Non sapeva come, ma l’avrebbe fermata.

80.

Il barbone ora avanzava alla sua stessa velocità, procedendo dietro di lei ma contromano. A un certo punto Fabiana Ponticelli lo aveva visto darsi dei pugni su una gamba.

Meglio accelerare.

Con quel motorino scassato il matto aveva poche chance di starle dietro.

Fabiana girò la manopola del gas e lentamente se lo mise alle spalle.

Doveva stare attenta, a quella velocità se avesse incontrato una buca non avrebbe avuto il tempo di frenare.

Guardò nello specchietto retrovisore.

Il Boxer era ancora dietro. Ma più lontano.

Tirò un sospiro e si accorse che non aveva praticamente più respirato da quando il tipo le si era materializzato di fianco.

81.

Il sonno alla fine l’aveva avuta vinta sulla famiglia Zena.

Cristiano era crollato dopo una disperata battaglia per rimanere sveglio fino all’arrivo di Danilo e Quattro Formaggi, e al piano di sotto Rino russava davanti alla tv accesa.

82.

Anche Beppe Trecca, con tre Xanax e una mezza bottiglia di vodka al melone in corpo, russava con la fronte poggiata tra le vaschette del cinese.

83.

«Io potevo trovare chi volevo per fare questo colpo, caro il mio Rino Zena. Cosa ti credi? Cosa pensi, che ci sei solo tu? E cosa hai detto? “Dobbiamo parlare”!

Ma di che cazzo dobbiamo parlare? Qualcuno ti ha nominato capo? Io sono il capo, fino a prova contraria.

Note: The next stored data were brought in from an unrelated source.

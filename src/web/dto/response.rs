//! Response DTOs for the HTTP API.

use serde::Serialize;
use utoipa::ToSchema;

/// Message returned with every successful upload.
pub const UPLOAD_SUCCESS_MESSAGE: &str = "File uploaded successfully";

/// Upload result.
#[derive(Debug, Serialize, ToSchema)]
pub struct UploadResponse {
    /// Always `true`; failures use the error body instead.
    pub success: bool,
    /// Sanitized name the file was stored under.
    pub filename: String,
    /// Number of bytes stored.
    pub size: u64,
    /// Human-readable status.
    pub message: String,
}

impl UploadResponse {
    /// Create a success response for a stored file.
    pub fn new(filename: impl Into<String>, size: u64) -> Self {
        Self {
            success: true,
            filename: filename.into(),
            size,
            message: UPLOAD_SUCCESS_MESSAGE.to_string(),
        }
    }
}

Sai quanti meglio di te trovavo se volevo?» Danilo Aprea parlava ad alta voce e gesticolava sollevando le spalle. «Chi ha pensato il piano? E chi è che ha fatto tutto? Chi ha passato un mese davanti alla banca a studiare ogni movimento? Chi ha trovato il trattore? Io! Io! E io. Ho fatto tutto io! Io vi farò diventare ricchi. Io…» Si rivolgeva al divano, come se Rino e Quattro Formaggi fossero seduti lì sopra. «Vogliamo dircela tutta, ma proprio tutta?

Senza peli sulla lingua? Io dovevo avere il cinquanta per cento e voi il venticinque. Questo era giusto.